> YOUR INSTRUCTIONS:
Find and copy each line of the listing below that has the word "NoCommits" in it.

::::

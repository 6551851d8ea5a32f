#![warn(missing_docs)]
#![warn(clippy::missing_docs_in_private_items)]

//! Evaluation of a single submission: repository checks, tests, style and
//! persistence of the result.

use std::path::Path;

use bon::Builder;

use super::{cache, results::SubmissionResult};
use crate::{
    classroom::Assignment,
    config,
    datetime::lateness,
    error::{GradeError, GradeResult},
    python::{LintRunner, PylintRunner, PytestRunner, TestRunner},
    repo::SubmissionRepo,
};

/// Evaluates submissions with a test runner and a linter. Each call spawns
/// fresh tool processes, so nothing carries over between submissions.
#[derive(Clone, Debug, Builder)]
pub struct Evaluator<T: TestRunner, L: LintRunner> {
    /// Produces test reports.
    tests:      T,
    /// Produces style reports.
    lint:       L,
    /// Author-name marker ending the commit scan.
    #[builder(into, default = config::bot_marker())]
    bot_marker: String,
}

impl Default for Evaluator<PytestRunner, PylintRunner> {
    fn default() -> Self {
        Evaluator::builder()
            .tests(PytestRunner)
            .lint(PylintRunner)
            .build()
    }
}

impl<T: TestRunner, L: LintRunner> Evaluator<T, L> {
    /// Evaluates the submission in `dir` and writes the result next to it.
    ///
    /// Fails with [`GradeError::NotARepository`] when `dir` is not a git
    /// repository and with [`GradeError::NoCommits`] when no student commit
    /// exists; nothing is written in either case. Tool failures do not fail
    /// the evaluation; they are recorded on the result instead.
    pub async fn evaluate(
        &self,
        dir: &Path,
        assignment: Option<&Assignment>,
        display_name: Option<&str>,
    ) -> GradeResult<SubmissionResult> {
        let dir_name = dir
            .file_name()
            .map(|n| n.to_string_lossy().into_owned())
            .unwrap_or_else(|| dir.display().to_string());

        let repo = SubmissionRepo::open(dir)?;
        let commits = repo.student_commits(&self.bot_marker).await?;
        let Some(latest) = commits.first() else {
            return Err(GradeError::NoCommits(dir_name));
        };

        let deadline = assignment.and_then(|a| a.deadline);
        let mut result = SubmissionResult::builder()
            .name(display_name.unwrap_or(latest.author_name.as_str()))
            .dir_name(dir_name.as_str())
            .maybe_assignment_title(assignment.map(|a| a.title.clone()))
            .maybe_assignment_deadline(deadline)
            .num_commits(commits.len())
            .commit_message(latest.message.as_str())
            .committer_name(latest.author_name.as_str())
            .commit_date(latest.date)
            .maybe_past_due(deadline.and_then(|d| lateness(&latest.date, &d)))
            .build();

        tracing::info!("Running tests for {dir_name}");
        match self.tests.run(dir).await {
            Ok(report) => result.record_tests(report),
            Err(e) => {
                tracing::error!("{dir_name}: {e}");
                result.test_exception = Some(e.to_string());
            }
        }

        tracing::info!("Running lint for {dir_name}");
        match self.lint.run(dir).await {
            Ok(Some(report)) => result.record_style(report),
            Ok(None) => {}
            Err(e) => {
                tracing::error!("{dir_name}: {e}");
                result.style_exception = Some(e.to_string());
            }
        }

        cache::store(dir, &result)?;
        Ok(result)
    }
}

::::

> EXERCISE RESULT:
    /// repository and with [`GradeError::NoCommits`] when no student commit
            return Err(GradeError::NoCommits(dir_name));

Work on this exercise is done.